Your goal
For the records below, output each line exactly as it appears, from the first through the line with "id, data_dir, limit".

Available data
════════

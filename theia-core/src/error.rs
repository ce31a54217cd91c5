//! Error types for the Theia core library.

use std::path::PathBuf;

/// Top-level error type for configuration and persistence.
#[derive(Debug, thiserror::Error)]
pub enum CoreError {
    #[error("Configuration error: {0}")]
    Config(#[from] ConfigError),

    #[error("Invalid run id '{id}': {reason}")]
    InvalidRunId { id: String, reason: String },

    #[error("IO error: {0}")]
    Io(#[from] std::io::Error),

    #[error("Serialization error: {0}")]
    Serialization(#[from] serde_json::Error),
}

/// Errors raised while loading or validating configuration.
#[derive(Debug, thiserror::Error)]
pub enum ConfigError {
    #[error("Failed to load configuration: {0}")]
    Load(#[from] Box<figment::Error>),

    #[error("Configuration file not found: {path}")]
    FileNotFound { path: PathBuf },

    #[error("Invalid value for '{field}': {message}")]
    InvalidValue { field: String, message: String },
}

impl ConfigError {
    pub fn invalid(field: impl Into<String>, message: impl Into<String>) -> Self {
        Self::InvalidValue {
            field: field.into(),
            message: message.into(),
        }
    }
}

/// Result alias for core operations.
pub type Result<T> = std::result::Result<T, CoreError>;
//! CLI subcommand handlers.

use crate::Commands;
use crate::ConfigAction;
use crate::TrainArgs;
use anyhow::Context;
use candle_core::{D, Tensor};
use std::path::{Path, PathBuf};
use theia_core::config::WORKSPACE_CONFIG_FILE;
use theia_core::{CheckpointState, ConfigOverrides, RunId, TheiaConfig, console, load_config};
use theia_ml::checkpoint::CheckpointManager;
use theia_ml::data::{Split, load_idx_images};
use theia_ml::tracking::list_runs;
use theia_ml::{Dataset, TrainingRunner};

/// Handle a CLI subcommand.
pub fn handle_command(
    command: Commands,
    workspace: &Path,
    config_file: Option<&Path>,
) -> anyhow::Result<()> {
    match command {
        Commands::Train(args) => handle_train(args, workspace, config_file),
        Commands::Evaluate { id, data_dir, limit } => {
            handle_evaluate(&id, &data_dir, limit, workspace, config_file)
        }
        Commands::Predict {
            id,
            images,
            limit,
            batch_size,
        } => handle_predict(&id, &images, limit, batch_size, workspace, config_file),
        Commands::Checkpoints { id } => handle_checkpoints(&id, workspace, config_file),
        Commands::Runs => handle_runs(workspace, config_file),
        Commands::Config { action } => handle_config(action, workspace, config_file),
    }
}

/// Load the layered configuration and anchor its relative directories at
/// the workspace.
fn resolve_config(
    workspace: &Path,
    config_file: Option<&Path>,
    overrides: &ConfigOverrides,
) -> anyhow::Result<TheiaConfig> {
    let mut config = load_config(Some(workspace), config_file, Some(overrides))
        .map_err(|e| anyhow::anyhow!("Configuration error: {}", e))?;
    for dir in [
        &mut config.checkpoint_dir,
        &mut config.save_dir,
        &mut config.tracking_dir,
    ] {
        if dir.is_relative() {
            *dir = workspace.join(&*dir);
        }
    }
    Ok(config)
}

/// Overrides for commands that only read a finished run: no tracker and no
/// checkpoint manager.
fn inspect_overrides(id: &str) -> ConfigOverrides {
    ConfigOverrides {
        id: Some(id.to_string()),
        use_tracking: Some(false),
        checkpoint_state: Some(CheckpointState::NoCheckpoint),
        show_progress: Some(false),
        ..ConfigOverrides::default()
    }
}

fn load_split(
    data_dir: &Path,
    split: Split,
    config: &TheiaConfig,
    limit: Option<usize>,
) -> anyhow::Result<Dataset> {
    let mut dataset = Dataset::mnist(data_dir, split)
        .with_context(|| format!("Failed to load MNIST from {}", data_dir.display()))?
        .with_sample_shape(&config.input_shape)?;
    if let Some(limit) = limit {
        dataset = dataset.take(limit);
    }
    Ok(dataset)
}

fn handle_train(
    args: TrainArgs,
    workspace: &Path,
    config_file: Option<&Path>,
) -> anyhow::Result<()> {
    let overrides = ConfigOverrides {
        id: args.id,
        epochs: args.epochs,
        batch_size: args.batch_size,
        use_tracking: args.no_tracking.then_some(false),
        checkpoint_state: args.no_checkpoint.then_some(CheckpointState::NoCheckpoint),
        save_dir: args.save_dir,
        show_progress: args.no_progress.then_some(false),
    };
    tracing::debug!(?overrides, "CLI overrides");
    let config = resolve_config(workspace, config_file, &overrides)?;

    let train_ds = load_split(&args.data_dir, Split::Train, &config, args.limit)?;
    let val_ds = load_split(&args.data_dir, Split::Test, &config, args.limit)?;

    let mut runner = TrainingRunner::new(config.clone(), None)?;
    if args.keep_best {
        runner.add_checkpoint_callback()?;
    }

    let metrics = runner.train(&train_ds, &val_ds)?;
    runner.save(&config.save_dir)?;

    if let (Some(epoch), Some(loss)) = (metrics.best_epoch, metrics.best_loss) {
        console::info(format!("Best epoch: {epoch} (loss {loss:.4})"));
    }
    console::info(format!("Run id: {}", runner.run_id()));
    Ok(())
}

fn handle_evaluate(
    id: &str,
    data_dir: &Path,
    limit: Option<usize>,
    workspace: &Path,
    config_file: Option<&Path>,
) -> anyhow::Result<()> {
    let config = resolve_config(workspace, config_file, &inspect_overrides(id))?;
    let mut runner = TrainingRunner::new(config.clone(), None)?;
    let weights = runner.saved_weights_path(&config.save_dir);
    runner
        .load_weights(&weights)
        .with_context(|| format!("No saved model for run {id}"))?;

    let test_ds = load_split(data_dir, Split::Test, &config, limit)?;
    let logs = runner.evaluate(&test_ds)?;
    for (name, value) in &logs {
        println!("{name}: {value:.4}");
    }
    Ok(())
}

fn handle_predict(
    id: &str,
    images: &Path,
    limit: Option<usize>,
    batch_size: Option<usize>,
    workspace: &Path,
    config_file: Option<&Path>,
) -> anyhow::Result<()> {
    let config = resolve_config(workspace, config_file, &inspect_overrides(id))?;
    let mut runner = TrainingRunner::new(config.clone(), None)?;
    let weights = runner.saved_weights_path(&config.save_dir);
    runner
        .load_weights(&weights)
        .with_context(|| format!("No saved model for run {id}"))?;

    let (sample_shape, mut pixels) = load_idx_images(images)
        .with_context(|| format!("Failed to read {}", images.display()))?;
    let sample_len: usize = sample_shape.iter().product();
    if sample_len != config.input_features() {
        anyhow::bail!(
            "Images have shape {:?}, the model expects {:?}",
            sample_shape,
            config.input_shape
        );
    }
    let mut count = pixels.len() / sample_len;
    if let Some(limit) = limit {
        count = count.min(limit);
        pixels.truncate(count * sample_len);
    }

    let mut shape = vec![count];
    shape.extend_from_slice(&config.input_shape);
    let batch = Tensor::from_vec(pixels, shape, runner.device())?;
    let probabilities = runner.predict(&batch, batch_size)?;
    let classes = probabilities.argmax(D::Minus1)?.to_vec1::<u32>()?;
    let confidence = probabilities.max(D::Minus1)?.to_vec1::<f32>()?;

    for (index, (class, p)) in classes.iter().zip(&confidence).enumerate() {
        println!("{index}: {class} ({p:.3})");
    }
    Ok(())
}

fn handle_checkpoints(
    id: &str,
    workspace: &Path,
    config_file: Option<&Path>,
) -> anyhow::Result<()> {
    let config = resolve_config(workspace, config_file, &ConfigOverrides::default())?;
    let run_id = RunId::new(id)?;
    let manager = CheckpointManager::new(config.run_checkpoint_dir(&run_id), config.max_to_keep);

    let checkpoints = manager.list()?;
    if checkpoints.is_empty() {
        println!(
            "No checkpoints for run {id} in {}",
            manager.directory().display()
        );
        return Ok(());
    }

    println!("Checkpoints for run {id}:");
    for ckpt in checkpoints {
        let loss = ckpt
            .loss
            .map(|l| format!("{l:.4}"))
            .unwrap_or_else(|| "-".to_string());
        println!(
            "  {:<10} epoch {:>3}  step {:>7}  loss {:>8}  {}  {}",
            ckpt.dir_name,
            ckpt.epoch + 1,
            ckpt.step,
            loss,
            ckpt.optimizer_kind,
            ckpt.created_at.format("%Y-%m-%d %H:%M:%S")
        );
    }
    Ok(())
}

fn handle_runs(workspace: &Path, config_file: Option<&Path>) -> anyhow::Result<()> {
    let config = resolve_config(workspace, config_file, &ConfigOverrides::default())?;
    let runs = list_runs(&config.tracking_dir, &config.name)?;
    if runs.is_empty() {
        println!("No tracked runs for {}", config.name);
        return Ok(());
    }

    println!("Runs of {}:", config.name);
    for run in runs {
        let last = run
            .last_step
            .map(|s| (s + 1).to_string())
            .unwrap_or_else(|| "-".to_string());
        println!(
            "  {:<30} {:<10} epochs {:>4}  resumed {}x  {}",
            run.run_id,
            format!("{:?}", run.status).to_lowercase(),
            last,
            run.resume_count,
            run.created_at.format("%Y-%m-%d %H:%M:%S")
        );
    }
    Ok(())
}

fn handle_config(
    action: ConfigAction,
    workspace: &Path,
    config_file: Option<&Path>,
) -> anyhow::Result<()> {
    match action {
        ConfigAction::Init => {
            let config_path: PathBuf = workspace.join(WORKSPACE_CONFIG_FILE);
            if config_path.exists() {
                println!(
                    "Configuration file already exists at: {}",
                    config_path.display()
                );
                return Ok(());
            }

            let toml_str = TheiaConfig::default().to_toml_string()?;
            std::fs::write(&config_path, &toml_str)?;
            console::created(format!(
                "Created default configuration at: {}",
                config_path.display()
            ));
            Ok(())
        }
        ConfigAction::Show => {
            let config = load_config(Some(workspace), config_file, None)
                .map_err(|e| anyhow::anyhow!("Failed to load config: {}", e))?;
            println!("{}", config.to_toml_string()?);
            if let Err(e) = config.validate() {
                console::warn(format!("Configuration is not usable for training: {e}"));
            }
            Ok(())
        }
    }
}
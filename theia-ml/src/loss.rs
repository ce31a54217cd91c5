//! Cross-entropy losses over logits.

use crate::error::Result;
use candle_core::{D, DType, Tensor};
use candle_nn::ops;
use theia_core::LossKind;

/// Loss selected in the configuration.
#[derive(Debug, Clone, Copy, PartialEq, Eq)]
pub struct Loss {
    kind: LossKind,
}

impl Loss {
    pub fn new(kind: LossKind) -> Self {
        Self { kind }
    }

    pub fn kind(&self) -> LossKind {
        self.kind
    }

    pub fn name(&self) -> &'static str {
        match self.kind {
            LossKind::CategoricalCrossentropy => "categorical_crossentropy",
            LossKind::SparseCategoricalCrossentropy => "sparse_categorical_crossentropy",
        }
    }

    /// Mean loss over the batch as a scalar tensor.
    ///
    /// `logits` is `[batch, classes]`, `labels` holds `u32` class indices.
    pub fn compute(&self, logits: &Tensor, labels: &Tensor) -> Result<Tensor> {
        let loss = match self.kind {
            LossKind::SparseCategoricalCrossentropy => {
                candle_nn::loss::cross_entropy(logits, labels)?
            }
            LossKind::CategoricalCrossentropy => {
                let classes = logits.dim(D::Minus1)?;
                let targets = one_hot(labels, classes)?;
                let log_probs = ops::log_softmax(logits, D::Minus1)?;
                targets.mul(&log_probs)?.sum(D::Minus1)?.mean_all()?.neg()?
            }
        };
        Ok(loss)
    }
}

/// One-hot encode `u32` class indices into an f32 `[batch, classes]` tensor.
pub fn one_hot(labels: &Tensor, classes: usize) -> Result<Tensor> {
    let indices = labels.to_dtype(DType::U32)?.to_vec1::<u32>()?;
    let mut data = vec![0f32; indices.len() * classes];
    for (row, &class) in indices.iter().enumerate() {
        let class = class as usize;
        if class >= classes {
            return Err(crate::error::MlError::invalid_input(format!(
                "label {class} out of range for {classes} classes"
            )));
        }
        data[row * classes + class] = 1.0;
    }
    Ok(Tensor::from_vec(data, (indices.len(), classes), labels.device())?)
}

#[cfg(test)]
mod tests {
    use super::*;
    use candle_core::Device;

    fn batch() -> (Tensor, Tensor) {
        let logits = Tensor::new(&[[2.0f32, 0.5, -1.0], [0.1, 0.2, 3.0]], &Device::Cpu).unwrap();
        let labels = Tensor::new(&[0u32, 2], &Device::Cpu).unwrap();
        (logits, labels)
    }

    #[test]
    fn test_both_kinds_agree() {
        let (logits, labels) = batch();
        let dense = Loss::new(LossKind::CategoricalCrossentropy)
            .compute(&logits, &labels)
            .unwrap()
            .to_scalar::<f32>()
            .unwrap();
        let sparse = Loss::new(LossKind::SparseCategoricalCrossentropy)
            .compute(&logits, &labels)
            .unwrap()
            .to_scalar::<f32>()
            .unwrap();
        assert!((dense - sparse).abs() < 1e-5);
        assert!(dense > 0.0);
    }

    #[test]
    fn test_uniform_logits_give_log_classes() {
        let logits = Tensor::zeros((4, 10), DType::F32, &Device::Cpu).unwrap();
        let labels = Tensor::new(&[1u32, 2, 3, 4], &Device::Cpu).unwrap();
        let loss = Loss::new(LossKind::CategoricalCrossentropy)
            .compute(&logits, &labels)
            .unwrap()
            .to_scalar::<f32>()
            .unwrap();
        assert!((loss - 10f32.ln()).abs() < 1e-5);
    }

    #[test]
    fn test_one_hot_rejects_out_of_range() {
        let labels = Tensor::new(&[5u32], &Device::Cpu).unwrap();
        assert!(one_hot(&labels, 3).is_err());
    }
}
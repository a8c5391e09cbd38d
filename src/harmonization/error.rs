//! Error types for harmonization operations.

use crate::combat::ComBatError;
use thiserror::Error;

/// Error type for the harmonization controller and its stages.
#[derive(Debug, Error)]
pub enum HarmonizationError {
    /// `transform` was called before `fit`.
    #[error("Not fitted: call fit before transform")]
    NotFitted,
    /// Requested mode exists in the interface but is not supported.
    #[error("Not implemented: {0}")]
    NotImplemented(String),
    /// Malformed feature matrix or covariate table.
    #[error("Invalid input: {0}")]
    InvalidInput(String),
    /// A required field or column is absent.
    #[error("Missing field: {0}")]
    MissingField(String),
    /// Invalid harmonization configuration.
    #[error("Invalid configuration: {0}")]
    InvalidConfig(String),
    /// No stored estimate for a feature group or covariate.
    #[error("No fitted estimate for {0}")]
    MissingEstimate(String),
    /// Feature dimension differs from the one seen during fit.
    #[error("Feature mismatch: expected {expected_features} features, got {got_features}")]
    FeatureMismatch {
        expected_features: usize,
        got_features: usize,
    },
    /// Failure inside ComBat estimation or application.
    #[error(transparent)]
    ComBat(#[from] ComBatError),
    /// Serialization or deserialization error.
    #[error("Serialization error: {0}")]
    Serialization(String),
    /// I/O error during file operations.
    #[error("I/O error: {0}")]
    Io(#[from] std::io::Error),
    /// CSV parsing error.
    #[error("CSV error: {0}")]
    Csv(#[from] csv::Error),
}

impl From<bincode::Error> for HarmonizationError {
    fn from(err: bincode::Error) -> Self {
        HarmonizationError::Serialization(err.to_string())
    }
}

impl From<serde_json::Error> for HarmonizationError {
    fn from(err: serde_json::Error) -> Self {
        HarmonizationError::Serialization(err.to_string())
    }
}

════════

Exercise answer
filename theia-core/src/error.rs
repository ce31a54217cd91c5
//! Error types for the Theia core library.

use std::path::PathBuf;

/// Top-level error type for configuration and persistence.
#[derive(Debug, thiserror::Error)]
pub enum CoreError {
    #[error("Configuration error: {0}")]
    Config(#[from] ConfigError),

    #[error("Invalid run id '{id}': {reason}")]
    InvalidRunId { id: String, reason: String },

    #[error("IO error: {0}")]
    Io(#[from] std::io::Error),

    #[error("Serialization error: {0}")]
    Serialization(#[from] serde_json::Error),
}

/// Errors raised while loading or validating configuration.
#[derive(Debug, thiserror::Error)]
pub enum ConfigError {
    #[error("Failed to load configuration: {0}")]
    Load(#[from] Box<figment::Error>),

    #[error("Configuration file not found: {path}")]
    FileNotFound { path: PathBuf },

    #[error("Invalid value for '{field}': {message}")]
    InvalidValue { field: String, message: String },
}

impl ConfigError {
    pub fn invalid(field: impl Into<String>, message: impl Into<String>) -> Self {
        Self::InvalidValue {
            field: field.into(),
            message: message.into(),
        }
    }
}

/// Result alias for core operations.
pub type Result<T> = std::result::Result<T, CoreError>;
//! CLI subcommand handlers.

use crate::Commands;
use crate::ConfigAction;
use crate::TrainArgs;
use anyhow::Context;
use candle_core::{D, Tensor};
use std::path::{Path, PathBuf};
use theia_core::config::WORKSPACE_CONFIG_FILE;
use theia_core::{CheckpointState, ConfigOverrides, RunId, TheiaConfig, console, load_config};
use theia_ml::checkpoint::CheckpointManager;
use theia_ml::data::{Split, load_idx_images};
use theia_ml::tracking::list_runs;
use theia_ml::{Dataset, TrainingRunner};

/// Handle a CLI subcommand.
pub fn handle_command(
    command: Commands,
    workspace: &Path,
    config_file: Option<&Path>,
) -> anyhow::Result<()> {
    match command {
        Commands::Train(args) => handle_train(args, workspace, config_file),
        Commands::Evaluate { id, data_dir, limit } => {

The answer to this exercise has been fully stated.